TASK BRIEF: From the top of the entries below through the line containing "of addressable mailboxes)", return every line exactly as written, please, and stop there.
◆ ◆ ◆ ◆
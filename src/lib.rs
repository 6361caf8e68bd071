//! # frame-connector
//!
//! **frame-connector** is a cross-context publish/subscribe library.
//!
//! Code running in different contexts of a parent/child hierarchy (a top-level
//! document and its nested frames, or any tree of addressable mailboxes)
//! exchanges named events without holding references to each other. The
//! hierarchy is the only channel.
//!
//! ## Architecture
//! ### Overview
//! ```text
//!                       ┌───────────────────────────┐
//!                       │  root context (Role::Root)│
//!                       │  up ──► down conversion   │
//!                       └─────┬───────────────┬─────┘
//!                  down ▲     │ down     down │    ▲ up
//!                       │     ▼               ▼    │
//!              ┌────────┴──────────┐   ┌───────────┴───────┐
//!              │ nested context A  │   │ nested context B  │
//!              │ dispatch + relay  │   │ dispatch + relay  │
//!              └────────┬──────────┘   └───────────────────┘
//!                       │ down ▲ up
//!                       ▼      │
//!              ┌───────────────┴───┐
//!              │ nested context A1 │
//!              └───────────────────┘
//! ```
//!
//! ### Propagation
//! ```text
//! notification(name, payload)
//!   └─► EventEnvelope { eventName: "{group}.{name}", senderKey, direction: up }
//!         ├─ nested: send_to_parent ─► ... ─► root
//!         └─ root:   direction := down
//!                     ├─► local dispatch (LocalDispatch)
//!                     └─► send_to_child(each child) ─► dispatch + relay ─► ...
//! ```
//! An envelope climbs to the root at most once and descends at most once;
//! nested contexts skip local dispatch of envelopes they published themselves.
//!
//! ## Features
//! | Area              | Description                                                  | Key types / traits                         |
//! |-------------------|--------------------------------------------------------------|--------------------------------------------|
//! | **Connector**     | `init` / `subscribe` / `notification` / `shutdown`           | [`Connector`], [`Role`]                    |
//! | **Listeners**     | Local dispatch seam and detach-before-attach bookkeeping     | [`LocalDispatch`], [`ListenerRegistry`]    |
//! | **Transport**     | Parent/child message channels                                | [`Transport`], [`MemoryTransport`]         |
//! | **Wire**          | Envelope shape shared by every context                       | [`EventEnvelope`], [`Direction`]           |
//! | **Tracing**       | Routing decisions as events, pluggable subscribers           | [`Event`], [`Subscribe`], [`SubscriberSet`]|
//! | **Errors**        | Typed API and transport errors                               | [`ConnectorError`], [`TransportError`]     |
//! | **Configuration** | Identity, namespacing, echo and fan-out policy               | [`Config`]                                 |
//!
//! ## Optional features
//! - `logging`: exports [`LogWriter`], a trace subscriber writing through `tracing`.
//!
//! ## Example
//! ```rust
//! use std::sync::Arc;
//! use std::time::Duration;
//! use frame_connector::{Config, Connector, EventTable, MemoryTransport};
//! use serde_json::json;
//!
//! #[tokio::main(flavor = "current_thread")]
//! async fn main() -> Result<(), Box<dyn std::error::Error>> {
//!     let top = MemoryTransport::root();
//!     let frame = top.spawn_child();
//!
//!     let root = Connector::new(Arc::new(top), Arc::new(EventTable::new()));
//!     let nested = Connector::new(Arc::new(frame), Arc::new(EventTable::new()));
//!     root.init("root", Config::default())?;
//!     nested.init("nested", Config::default())?;
//!
//!     root.subscribe("cart.updated", |payload| println!("root saw {payload}"))?;
//!     nested.notification("cart.updated", json!({ "items": 3 }))?;
//!
//!     // Delivery is asynchronous: let the root's listener run.
//!     tokio::time::sleep(Duration::from_millis(10)).await;
//!
//!     nested.shutdown().await;
//!     root.shutdown().await;
//!     Ok(())
//! }
//! ```
mod config;
mod core;
mod envelope;
mod error;
mod events;
mod identity;
mod listeners;
mod subscribers;
mod transport;

// ---- Public re-exports ----

pub use crate::core::{Connector, ConnectorBuilder, Role};
pub use config::{Config, DEFAULT_BUS_CAPACITY, DEFAULT_GROUP_KEY};
pub use envelope::{Direction, EventEnvelope, Rejection, LIBRARY_TAG};
pub use error::{ConnectorError, TransportError};
pub use events::{Bus, Event, EventKind};
pub use identity::ConnectorIdentity;
pub use listeners::{CaptureMode, EventTable, Handler, ListenerRegistry, LocalDispatch, Target};
pub use subscribers::{Subscribe, SubscriberSet};
pub use transport::{ChildRef, ContextId, Inbound, Inbox, MemoryTransport, Origin, Transport};

// Optional: expose a simple built-in logger subscriber.
// Enable with: `--features logging`
#[cfg(feature = "logging")]
pub use subscribers::LogWriter;
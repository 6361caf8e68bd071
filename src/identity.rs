//! # Connector identity and event-name namespacing.
//!
//! [`ConnectorIdentity`] is resolved once from [`Config`] and never changes.
//! Its `key` marks envelopes this instance published; `group_key` and
//! `event_namespace` scope event names so independent connector groups can
//! share one transport.
//!
//! ```text
//! derive_event_name("ping")                       group_key="shop"
//!   namespace = None         →  "shop.ping"
//!   namespace = Some("v2")   →  "shop.ping.v2"
//! ```

use uuid::Uuid;

use crate::config::Config;

/// Immutable identity of one connector instance.
#[derive(Clone, Debug, PartialEq, Eq)]
pub struct ConnectorIdentity {
    key: String,
    group_key: String,
    event_namespace: Option<String>,
}

impl ConnectorIdentity {
    /// Resolves the identity from config, generating a key when none is set.
    pub fn resolve(cfg: &Config) -> Self {
        let key = cfg
            .key
            .clone()
            .filter(|k| !k.is_empty())
            .unwrap_or_else(|| Uuid::new_v4().to_string());
        Self {
            key,
            group_key: cfg.group_key.clone(),
            event_namespace: cfg.event_namespace.clone().filter(|ns| !ns.is_empty()),
        }
    }

    pub fn key(&self) -> &str {
        &self.key
    }

    pub fn group_key(&self) -> &str {
        &self.group_key
    }

    pub fn event_namespace(&self) -> Option<&str> {
        self.event_namespace.as_deref()
    }

    /// Scopes a raw event name to this connector's group.
    pub fn derive_event_name(&self, raw: &str) -> String {
        match &self.event_namespace {
            Some(ns) => format!("{}.{}.{}", self.group_key, raw, ns),
            None => format!("{}.{}", self.group_key, raw),
        }
    }

    /// Inverse of [`derive_event_name`](Self::derive_event_name).
    ///
    /// Returns `None` if `namespaced` does not belong to this group/namespace.
    pub fn raw_event_name<'a>(&self, namespaced: &'a str) -> Option<&'a str> {
        let rest = namespaced
            .strip_prefix(self.group_key.as_str())?
            .strip_prefix('.')?;
        match &self.event_namespace {
            Some(ns) => rest.strip_suffix(ns.as_str())?.strip_suffix('.'),
            None => Some(rest),
        }
    }
}

#[cfg(test)]
mod tests {
    use super::*;

    fn with(group: &str, ns: Option<&str>) -> ConnectorIdentity {
        ConnectorIdentity::resolve(&Config {
            key: Some("me".into()),
            group_key: group.into(),
            event_namespace: ns.map(str::to_string),
            ..Config::default()
        })
    }

    #[test]
    fn generated_keys_are_unique() {
        let a = ConnectorIdentity::resolve(&Config::default());
        let b = ConnectorIdentity::resolve(&Config::default());
        assert_ne!(a.key(), b.key());
        assert!(!a.key().is_empty());
    }

    #[test]
    fn empty_key_is_treated_as_unset() {
        let id = ConnectorIdentity::resolve(&Config {
            key: Some(String::new()),
            ..Config::default()
        });
        assert!(!id.key().is_empty());
    }

    #[test]
    fn group_prefix_only() {
        let id = with("shop", None);
        assert_eq!(id.derive_event_name("ping"), "shop.ping");
        assert_eq!(id.raw_event_name("shop.ping"), Some("ping"));
    }

    #[test]
    fn namespace_suffix() {
        let id = with("shop", Some("v2"));
        assert_eq!(id.derive_event_name("cart.add"), "shop.cart.add.v2");
        assert_eq!(id.raw_event_name("shop.cart.add.v2"), Some("cart.add"));
    }

    #[test]
    fn other_group_names_do_not_invert() {
        let id = with("shop", None);
        assert_eq!(id.raw_event_name("blog.ping"), None);
        assert_eq!(id.raw_event_name("shopping.ping"), None);
    }
}
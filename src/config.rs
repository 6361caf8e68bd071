//! # Connector configuration.
//!
//! Provides [`Config`], the options passed to [`Connector::init`](crate::Connector::init).
//! Every field has a documented default and is resolved exactly once, when the
//! connector is initialized; nothing is re-derived afterwards.
//!
//! Config can be built in code or read from a JSON options bag:
//! ```rust
//! use frame_connector::Config;
//!
//! let cfg = Config::from_json(r#"{ "groupKey": "shop", "childGroup": "widgets" }"#).unwrap();
//! assert_eq!(cfg.group_key, "shop");
//! assert!(cfg.suppress_self_echo);
//! ```
//!
//! ## Sentinel values
//! - `key = None` → a fresh UUID v4 is generated at `init`
//! - `event_namespace = None` → no suffix is appended to event names
//! - `child_group = None` → fan-out reaches every child

use serde::Deserialize;

/// Group key used when none is configured.
pub const DEFAULT_GROUP_KEY: &str = "default";

/// Trace bus capacity used when none is configured.
pub const DEFAULT_BUS_CAPACITY: usize = 256;

/// Options for one connector instance.
///
/// ## Field semantics
/// - `key`: opaque identity of this instance (`None` = generate)
/// - `group_key`: namespace prefix shared by cooperating connectors
/// - `event_namespace`: optional symbolic suffix for event names
/// - `suppress_self_echo`: skip local dispatch of envelopes this instance sent
/// - `root_accepts_own`: the root dispatches its own envelopes regardless of `suppress_self_echo`
/// - `child_group`: only children tagged with this marker receive fan-out
/// - `require_handler`: `subscribe_with(.., None)` fails instead of installing a no-op
/// - `bus_capacity`: ring buffer size of the trace bus (min 1)
#[derive(Clone, Debug, Deserialize)]
#[serde(default, rename_all = "camelCase")]
pub struct Config {
    /// Opaque identity token. Unique per connector instance.
    pub key: Option<String>,

    /// Group the connector belongs to. Prefixes every event name.
    pub group_key: String,

    /// Optional suffix appended to every event name.
    pub event_namespace: Option<String>,

    /// Identity-based echo check: when `true`, an envelope whose sender key equals
    /// this instance's key is not dispatched to local listeners.
    pub suppress_self_echo: bool,

    /// Role-based acceptance: when `true`, the root dispatches envelopes it sent
    /// itself even if `suppress_self_echo` is on.
    pub root_accepts_own: bool,

    /// Child-group filter for fan-out.
    pub child_group: Option<String>,

    /// Whether a subscription must carry a handler.
    pub require_handler: bool,

    /// Capacity of the trace event bus.
    pub bus_capacity: usize,
}

impl Config {
    /// Parses a JSON options bag. Missing fields take their defaults.
    pub fn from_json(raw: &str) -> Result<Self, serde_json::Error> {
        serde_json::from_str(raw)
    }

    /// Returns the bus capacity clamped to a minimum of 1.
    #[inline]
    pub fn bus_capacity_clamped(&self) -> usize {
        self.bus_capacity.max(1)
    }

    /// Returns the child-group marker, treating an empty string as unset.
    #[inline]
    pub fn child_group_filter(&self) -> Option<&str> {
        self.child_group.as_deref().filter(|g| !g.is_empty())
    }
}

impl Default for Config {
    /// Default configuration:
    ///
    /// - `key = None` (generated)
    /// - `group_key = "default"`
    /// - `event_namespace = None`
    /// - `suppress_self_echo = true`
    /// - `root_accepts_own = true`
    /// - `child_group = None` (broadcast to all children)
    /// - `require_handler = true`
    /// - `bus_capacity = 256`
    fn default() -> Self {
        Self {
            key: None,
            group_key: DEFAULT_GROUP_KEY.to_string(),
            event_namespace: None,
            suppress_self_echo: true,
            root_accepts_own: true,
            child_group: None,
            require_handler: true,
            bus_capacity: DEFAULT_BUS_CAPACITY,
        }
    }
}

#[cfg(test)]
mod tests {
    use super::*;

    #[test]
    fn defaults_are_documented_values() {
        let cfg = Config::default();
        assert!(cfg.key.is_none());
        assert_eq!(cfg.group_key, "default");
        assert!(cfg.event_namespace.is_none());
        assert!(cfg.suppress_self_echo);
        assert!(cfg.root_accepts_own);
        assert!(cfg.require_handler);
        assert_eq!(cfg.bus_capacity, 256);
    }

    #[test]
    fn json_bag_fills_missing_fields() {
        let cfg = Config::from_json(r#"{ "key": "abc", "suppressSelfEcho": false }"#).unwrap();
        assert_eq!(cfg.key.as_deref(), Some("abc"));
        assert!(!cfg.suppress_self_echo);
        assert_eq!(cfg.group_key, DEFAULT_GROUP_KEY);
    }

    #[test]
    fn empty_child_group_means_no_filter() {
        let cfg = Config {
            child_group: Some(String::new()),
            ..Config::default()
        };
        assert_eq!(cfg.child_group_filter(), None);
    }

    #[test]
    fn bus_capacity_is_clamped() {
        let cfg = Config {
            bus_capacity: 0,
            ..Config::default()
        };
        assert_eq!(cfg.bus_capacity_clamped(), 1);
    }
}
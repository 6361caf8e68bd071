//! # Local dispatch collaborator.
//!
//! [`LocalDispatch`] is the seam between the connector and whatever delivers
//! events inside one context (native event dispatch, a callback table, a typed
//! bus). The connector only ever attaches to and dispatches on its own context.

use serde_json::Value;

use super::handler::{CaptureMode, Handler, Target};

/// Same-context event delivery.
///
/// Implementations must not hold internal locks while invoking handlers: a
/// handler may subscribe or publish again from inside the callback.
pub trait LocalDispatch: Send + Sync + 'static {
    /// Attaches `handler` to `event_name` on `target`.
    fn attach(&self, target: &Target, event_name: &str, handler: &Handler, capture: CaptureMode);

    /// Detaches the exact `(handler, capture)` pair previously attached.
    fn detach(&self, target: &Target, event_name: &str, handler: &Handler, capture: CaptureMode);

    /// Delivers `payload` to every listener of `event_name` on `target`.
    ///
    /// Returns the number of listeners invoked.
    fn dispatch(&self, target: &Target, event_name: &str, payload: &Value) -> usize;
}
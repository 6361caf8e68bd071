//! Local listeners: handler primitives, the dispatch seam and its bookkeeping.
//!
//! ## Contents
//! - [`Handler`], [`Target`], [`CaptureMode`] what gets attached, and where
//! - [`LocalDispatch`] the same-context delivery collaborator
//! - [`EventTable`] in-process `LocalDispatch` backed by a callback map
//! - [`ListenerRegistry`] per-connector record of attached listeners
//!
//! ## Wiring
//! ```text
//! Connector::subscribe ─► ListenerRegistry::replace ─► LocalDispatch::attach
//! Endpoint (down envelope) ──────────────────────────► LocalDispatch::dispatch
//! ```

mod dispatch;
mod handler;
mod registry;
mod table;

pub use dispatch::LocalDispatch;
pub use handler::{CaptureMode, Handler, Target};
pub use registry::ListenerRegistry;
pub use table::EventTable;
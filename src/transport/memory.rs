//! # In-process transport built from Tokio channels.
//!
//! Every context owns an unbounded mpsc inbox. A child keeps a sender to its
//! parent's inbox; a parent keeps a list of links to its children's inboxes.
//! Unbounded mpsc preserves FIFO per sender, which is the only ordering the
//! protocol relies on.
//!
//! ```rust
//! use frame_connector::{MemoryTransport, Transport};
//!
//! let root = MemoryTransport::root();
//! let child = root.spawn_child();
//! let widget = root.spawn_child_in(&["widgets"]);
//!
//! assert!(!root.has_parent());
//! assert!(child.has_parent());
//! assert_eq!(root.children().len(), 2);
//! assert!(root.children()[1].has_group("widgets"));
//! ```

use std::sync::atomic::{AtomicU64, Ordering};
use std::sync::{Mutex, PoisonError, RwLock};

use serde_json::Value;
use tokio::sync::mpsc;

use super::{ChildRef, ContextId, Inbound, Inbox, Origin, Transport};
use crate::error::TransportError;

/// Process-wide context id allocator.
static NEXT_CONTEXT_ID: AtomicU64 = AtomicU64::new(1);

struct ChildLink {
    child: ChildRef,
    tx: mpsc::UnboundedSender<Inbound>,
}

/// One context of an in-memory hierarchy.
pub struct MemoryTransport {
    id: ContextId,
    inbox_tx: mpsc::UnboundedSender<Inbound>,
    inbox_rx: Mutex<Option<Inbox>>,
    parent: Option<mpsc::UnboundedSender<Inbound>>,
    children: RwLock<Vec<ChildLink>>,
}

impl MemoryTransport {
    /// Creates a context with no parent.
    pub fn root() -> Self {
        Self::with_parent(None)
    }

    fn with_parent(parent: Option<mpsc::UnboundedSender<Inbound>>) -> Self {
        let (inbox_tx, inbox_rx) = mpsc::unbounded_channel();
        Self {
            id: ContextId(NEXT_CONTEXT_ID.fetch_add(1, Ordering::Relaxed)),
            inbox_tx,
            inbox_rx: Mutex::new(Some(inbox_rx)),
            parent,
            children: RwLock::new(Vec::new()),
        }
    }

    /// Creates a child context nested under this one.
    pub fn spawn_child(&self) -> Self {
        self.spawn_child_in(&[])
    }

    /// Creates a child context tagged with the given group markers.
    pub fn spawn_child_in(&self, groups: &[&str]) -> Self {
        let child = Self::with_parent(Some(self.inbox_tx.clone()));
        let link = ChildLink {
            child: ChildRef::new(child.id, groups.iter().map(|g| g.to_string()).collect()),
            tx: child.inbox_tx.clone(),
        };
        self.children
            .write()
            .unwrap_or_else(PoisonError::into_inner)
            .push(link);
        child
    }

    /// Detaches a child from this context. Later sends to it fail with
    /// [`TransportError::Detached`].
    pub fn remove_child(&self, id: ContextId) -> bool {
        let mut children = self.children.write().unwrap_or_else(PoisonError::into_inner);
        let before = children.len();
        children.retain(|link| link.child.id() != id);
        children.len() != before
    }

    /// Delivers a message to this context's own inbox as if it came from `origin`.
    ///
    /// Useful for modelling unrelated traffic sharing the channel.
    pub fn inject(&self, origin: Origin, message: Value) -> Result<(), TransportError> {
        self.inbox_tx
            .send(Inbound { origin, message })
            .map_err(|_| TransportError::Closed)
    }

    pub fn id(&self) -> ContextId {
        self.id
    }
}

impl Transport for MemoryTransport {
    fn context_id(&self) -> ContextId {
        self.id
    }

    fn has_parent(&self) -> bool {
        self.parent.is_some()
    }

    fn send_to_parent(&self, message: Value) -> Result<(), TransportError> {
        let parent = self.parent.as_ref().ok_or(TransportError::NoParent)?;
        parent
            .send(Inbound {
                origin: Origin::Child(self.id),
                message,
            })
            .map_err(|_| TransportError::Closed)
    }

    fn children(&self) -> Vec<ChildRef> {
        self.children
            .read()
            .unwrap_or_else(PoisonError::into_inner)
            .iter()
            .map(|link| link.child.clone())
            .collect()
    }

    fn send_to_child(&self, child: &ChildRef, message: Value) -> Result<(), TransportError> {
        let tx = {
            let children = self.children.read().unwrap_or_else(PoisonError::into_inner);
            children
                .iter()
                .find(|link| link.child.id() == child.id())
                .map(|link| link.tx.clone())
                .ok_or(TransportError::Detached)?
        };
        tx.send(Inbound {
            origin: Origin::Parent,
            message,
        })
        .map_err(|_| TransportError::Closed)
    }

    fn take_inbox(&self) -> Option<Inbox> {
        self.inbox_rx
            .lock()
            .unwrap_or_else(PoisonError::into_inner)
            .take()
    }
}
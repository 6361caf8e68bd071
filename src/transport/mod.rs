//! # Transport collaborator: parent/child addressable channels.
//!
//! The connector never knows how contexts are connected. It only needs to:
//! - forward a structured message to its parent,
//! - enumerate its current children and send each of them a message,
//! - drain one inbox of messages addressed to it.
//!
//! ```text
//!               ┌──────────────┐
//!               │   root ctx   │◄──── send_to_parent (origin = Child(id))
//!               └──┬────────┬──┘
//!   send_to_child  │        │  send_to_child (origin = Parent)
//!                  ▼        ▼
//!           ┌──────────┐ ┌──────────┐
//!           │ child A  │ │ child B  │ ...
//!           └──────────┘ └──────────┘
//! ```
//!
//! Delivery is asynchronous and best-effort. A send that fails returns a
//! [`TransportError`]; the connector logs it and moves on.
//!
//! [`MemoryTransport`] is the in-process implementation.

mod memory;

use std::fmt;

use serde_json::Value;
use tokio::sync::mpsc;

use crate::error::TransportError;

pub use memory::MemoryTransport;

/// Identifier of one context inside a hierarchy.
#[derive(Clone, Copy, Debug, PartialEq, Eq, Hash, PartialOrd, Ord)]
pub struct ContextId(pub u64);

impl fmt::Display for ContextId {
    fn fmt(&self, f: &mut fmt::Formatter<'_>) -> fmt::Result {
        write!(f, "ctx-{}", self.0)
    }
}

/// Who handed a message to this context.
#[derive(Clone, Copy, Debug, PartialEq, Eq)]
pub enum Origin {
    Parent,
    Child(ContextId),
    /// Anything not part of the hierarchy (same-context scripts, tests).
    External,
}

/// One message arriving at a context.
#[derive(Clone, Debug)]
pub struct Inbound {
    pub origin: Origin,
    pub message: Value,
}

/// Receiving end of a context's inbound messages.
pub type Inbox = mpsc::UnboundedReceiver<Inbound>;

/// Handle to a child context as seen by its parent.
#[derive(Clone, Debug, PartialEq, Eq)]
pub struct ChildRef {
    id: ContextId,
    groups: Vec<String>,
}

impl ChildRef {
    pub fn new(id: ContextId, groups: Vec<String>) -> Self {
        Self { id, groups }
    }

    pub fn id(&self) -> ContextId {
        self.id
    }

    /// Group markers the child is tagged with.
    pub fn groups(&self) -> &[String] {
        &self.groups
    }

    pub fn has_group(&self, group: &str) -> bool {
        self.groups.iter().any(|g| g == group)
    }
}

/// Structured-message channel between a context, its parent and its children.
pub trait Transport: Send + Sync + 'static {
    /// Identifier of the context this transport belongs to.
    fn context_id(&self) -> ContextId;

    /// True if the context sits below another one.
    fn has_parent(&self) -> bool;

    /// Sends `message` to the parent context.
    fn send_to_parent(&self, message: Value) -> Result<(), TransportError>;

    /// Current child contexts. Enumerated fresh on every call.
    fn children(&self) -> Vec<ChildRef>;

    /// Sends `message` to one child context.
    fn send_to_child(&self, child: &ChildRef, message: Value) -> Result<(), TransportError>;

    /// Hands out the inbox. Returns `None` once it has been taken.
    fn take_inbox(&self) -> Option<Inbox>;
}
◆ ◆ ◆ ◆
TASK SOLUTION:
filename src/lib.rs
repository 6361caf8e68bd071
//! # frame-connector
//!
//! **frame-connector** is a cross-context publish/subscribe library.
//!
//! Code running in different contexts of a parent/child hierarchy (a top-level
//! document and its nested frames, or any tree of addressable mailboxes)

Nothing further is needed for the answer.